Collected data
Start of Block
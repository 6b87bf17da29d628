//! CLI Tooling
//!
//! Command-line front end over [`CatalogCache`]: browse a remote catalog lazily
//! or run the bundled demo against an in-memory catalog.

use crate::cache::CatalogCache;
use crate::config::{CatalogConfig, ConfigLoader};
use crate::error::CatalogError;
use crate::source::{DocumentDraft, InMemoryCatalogSource, NodeDraft};
use crate::tooling::format::{
    format_documents_table, format_node_text, format_section_heading, format_tree_text,
};
use crate::types::NodeId;
use clap::{Parser, Subcommand};
use std::path::PathBuf;
use std::sync::Arc;
use tracing::info;

/// Catalog cache CLI - lazy browsing of a hierarchical document catalog
#[derive(Parser)]
#[command(name = "catalog")]
#[command(about = "Lazy, consistent cache over a hierarchical document catalog")]
pub struct Cli {
    #[command(subcommand)]
    pub command: Commands,

    /// Configuration file path (layered over the global config file)
    #[arg(long)]
    pub config: Option<PathBuf>,

    /// Log level (trace, debug, info, warn, error, off)
    #[arg(long)]
    pub log_level: Option<String>,

    /// Log format (json, text)
    #[arg(long)]
    pub log_format: Option<String>,

    /// Log output (stdout, stderr, file, file+stderr, both)
    #[arg(long)]
    pub log_output: Option<String>,

    /// Log file path (if output includes "file")
    #[arg(long)]
    pub log_file: Option<PathBuf>,
}

#[derive(Subcommand)]
pub enum Commands {
    /// Show the loaded tree, expanding nodes on the way
    Tree {
        /// Expand these nodes in order (ancestors first)
        #[arg(long, value_delimiter = ',')]
        expand: Vec<NodeId>,
        /// Expand every node down to this many levels below the roots
        #[arg(long, default_value = "0")]
        depth: u32,
        /// Output format (text or json)
        #[arg(long, default_value = "text")]
        format: String,
    },
    /// Show one node
    Node {
        id: NodeId,
        /// Ancestors to expand so the node is cached, root first
        #[arg(long, value_delimiter = ',')]
        path: Vec<NodeId>,
        /// Output format (text or json)
        #[arg(long, default_value = "text")]
        format: String,
    },
    /// Show the document slots of a document-bearing node
    Documents {
        id: NodeId,
        /// Ancestors to expand so the node is cached, root first
        #[arg(long, value_delimiter = ',')]
        path: Vec<NodeId>,
        /// Output format (text or json)
        #[arg(long, default_value = "text")]
        format: String,
    },
    /// Walk through expansion, refresh and mutation on an in-memory catalog
    Demo,
}

/// Resolved configuration plus the command runner
pub struct CliContext {
    config: CatalogConfig,
}

impl CliContext {
    /// Load configuration from the standard layers and an optional file
    pub fn new(config_path: Option<PathBuf>) -> Result<Self, CatalogError> {
        let loaded = match &config_path {
            Some(path) => ConfigLoader::load_from_file(path),
            None => ConfigLoader::load(),
        };
        let config = loaded.map_err(|e| CatalogError::ConfigError(e.to_string()))?;
        Ok(Self::from_config(config))
    }

    pub fn from_config(config: CatalogConfig) -> Self {
        Self { config }
    }

    pub fn config(&self) -> &CatalogConfig {
        &self.config
    }

    /// Execute a CLI command and return its rendered output
    pub async fn execute(&self, command: &Commands) -> Result<String, CatalogError> {
        match command {
            Commands::Demo => run_demo().await,
            Commands::Tree {
                expand,
                depth,
                format,
            } => {
                let cache = self.connect().await?;
                cache.expand_path(expand).await?;
                if *depth > 0 {
                    let fetches = cache.expand_to_depth(*depth).await?;
                    info!(depth, fetches, "Expanded to depth");
                }
                let tree = cache.get_tree();
                if format == "json" {
                    return to_json(&tree);
                }
                Ok(format_tree_text(&tree))
            }
            Commands::Node { id, path, format } => {
                let cache = self.connect().await?;
                cache.expand_path(path).await?;
                let node = cache.subtree(*id).ok_or(CatalogError::NodeNotFound(*id))?;
                if format == "json" {
                    return to_json(&node);
                }
                Ok(format_node_text(&node))
            }
            Commands::Documents { id, path, format } => {
                let cache = self.connect().await?;
                cache.expand_path(path).await?;
                cache.refresh_document_availability(*id).await?;
                let slots = cache
                    .get(*id)
                    .and_then(|node| node.document_availability)
                    .unwrap_or_default();
                if format == "json" {
                    return to_json(&slots);
                }
                Ok(format_documents_table(&slots))
            }
        }
    }

    async fn connect(&self) -> Result<CatalogCache, CatalogError> {
        let mut config = self.config.clone();
        config.cache.load_roots_on_start = true;
        CatalogCache::connect(&config).await
    }
}

fn to_json<T: serde::Serialize>(value: &T) -> Result<String, CatalogError> {
    serde_json::to_string_pretty(value).map_err(|e| CatalogError::Decode(e.to_string()))
}

/// Two-level construction catalog used by the demo
pub fn demo_source() -> Result<InMemoryCatalogSource, CatalogError> {
    let source = InMemoryCatalogSource::default();
    let civil = source.seed(None, coded("Obra civil", "01"))?;
    let structures = source.seed(Some(civil), coded("Estructuras", "01.01"))?;
    let services = source.seed(Some(civil), coded("Instalaciones", "01.02"))?;
    let beams = source.seed(Some(structures), coded("Vigas", "01.01.01").document_bearing())?;
    source.seed(Some(structures), coded("Columnas", "01.01.02").document_bearing())?;
    source.seed(Some(services), coded("Eléctricas", "01.02.01").document_bearing())?;
    source.seed(None, coded("Acabados", "02").document_bearing())?;
    source.seed_document(
        beams,
        DocumentDraft {
            document_type_id: 1,
            name: "vigas-ficha.pdf".to_string(),
            content_type: Some("application/pdf".to_string()),
            content: None,
        },
    )?;
    Ok(source)
}

fn coded(name: &str, code: &str) -> NodeDraft {
    NodeDraft {
        code: Some(code.to_string()),
        ..NodeDraft::named(name)
    }
}

/// Scripted session over [`demo_source`]
pub async fn run_demo() -> Result<String, CatalogError> {
    let cache = CatalogCache::new(Arc::new(demo_source()?));
    let mut out = String::new();
    let mut section = |title: &str, body: String| {
        out.push_str(&format_section_heading(title));
        out.push_str("\n\n");
        out.push_str(&body);
        out.push('\n');
    };

    let roots = cache.load_roots().await?;
    section("Roots", format_tree_text(&roots));

    cache.expand_path(&[1, 2]).await?;
    section("Expanded 1 > 2", format_tree_text(&cache.get_tree()));

    cache.refresh_document_availability(4).await?;
    let slots = cache
        .get(4)
        .and_then(|node| node.document_availability)
        .unwrap_or_default();
    section("Documents of Vigas", format_documents_table(&slots));

    cache
        .create_document(
            5,
            DocumentDraft {
                document_type_id: 2,
                name: "columnas-anexo.pdf".to_string(),
                content_type: Some("application/pdf".to_string()),
                content: None,
            },
        )
        .await?;
    let slots = cache
        .get(5)
        .and_then(|node| node.document_availability)
        .unwrap_or_default();
    section("Uploaded annex to Columnas", format_documents_table(&slots));

    cache.delete_node(2).await?;
    section("Deleted Estructuras", format_tree_text(&cache.get_tree()));

    cache.check_invariants()?;
    section(
        "Summary",
        format!(
            "  {} nodes cached, revision {}\n",
            cache.len(),
            cache.revision()
        ),
    );
    Ok(out)
}

#[cfg(test)]
mod tests {
    use super::*;

    #[test]
    fn parses_tree_flags() {
        let cli = Cli::parse_from([
            "catalog",
            "--log-level",
            "debug",
            "tree",
            "--expand",
            "1,2",
            "--depth",
            "2",
        ]);
        assert_eq!(cli.log_level.as_deref(), Some("debug"));
        match cli.command {
            Commands::Tree {
                expand,
                depth,
                format,
            } => {
                assert_eq!(expand, vec![1, 2]);
                assert_eq!(depth, 2);
                assert_eq!(format, "text");
            }
            _ => panic!("expected tree command"),
        }
    }

    #[test]
    fn parses_documents_path() {
        let cli = Cli::parse_from(["catalog", "documents", "4", "--path", "1,2"]);
        match cli.command {
            Commands::Documents { id, path, .. } => {
                assert_eq!(id, 4);
                assert_eq!(path, vec![1, 2]);
            }
            _ => panic!("expected documents command"),
        }
    }

    #[tokio::test]
    async fn demo_runs_to_completion() {
        let context = CliContext::from_config(CatalogConfig::default());
        let output = context.execute(&Commands::Demo).await.unwrap();
        assert!(output.contains("Obra civil"));
        assert!(output.contains("vigas-ficha.pdf"));
        assert!(output.contains("columnas-anexo.pdf"));
        assert!(output.contains("nodes cached"));
    }

    #[tokio::test]
    async fn demo_delete_leaves_sibling() {
        let cache = CatalogCache::new(Arc::new(demo_source().unwrap()));
        cache.load_roots().await.unwrap();
        cache.expand(1).await.unwrap();
        cache.delete_node(2).await.unwrap();
        assert_eq!(cache.get(1).unwrap().children, Some(vec![3]));
        assert!(cache.get(2).is_none());
    }
}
End of Block
**Work to be completed**. From the records given above, copy all lines containing "crate".

**Solved problem**.
use crate::cache::CatalogCache;
use crate::config::{CatalogConfig, ConfigLoader};
use crate::error::CatalogError;
use crate::source::{DocumentDraft, InMemoryCatalogSource, NodeDraft};
use crate::tooling::format::{
use crate::types::NodeId;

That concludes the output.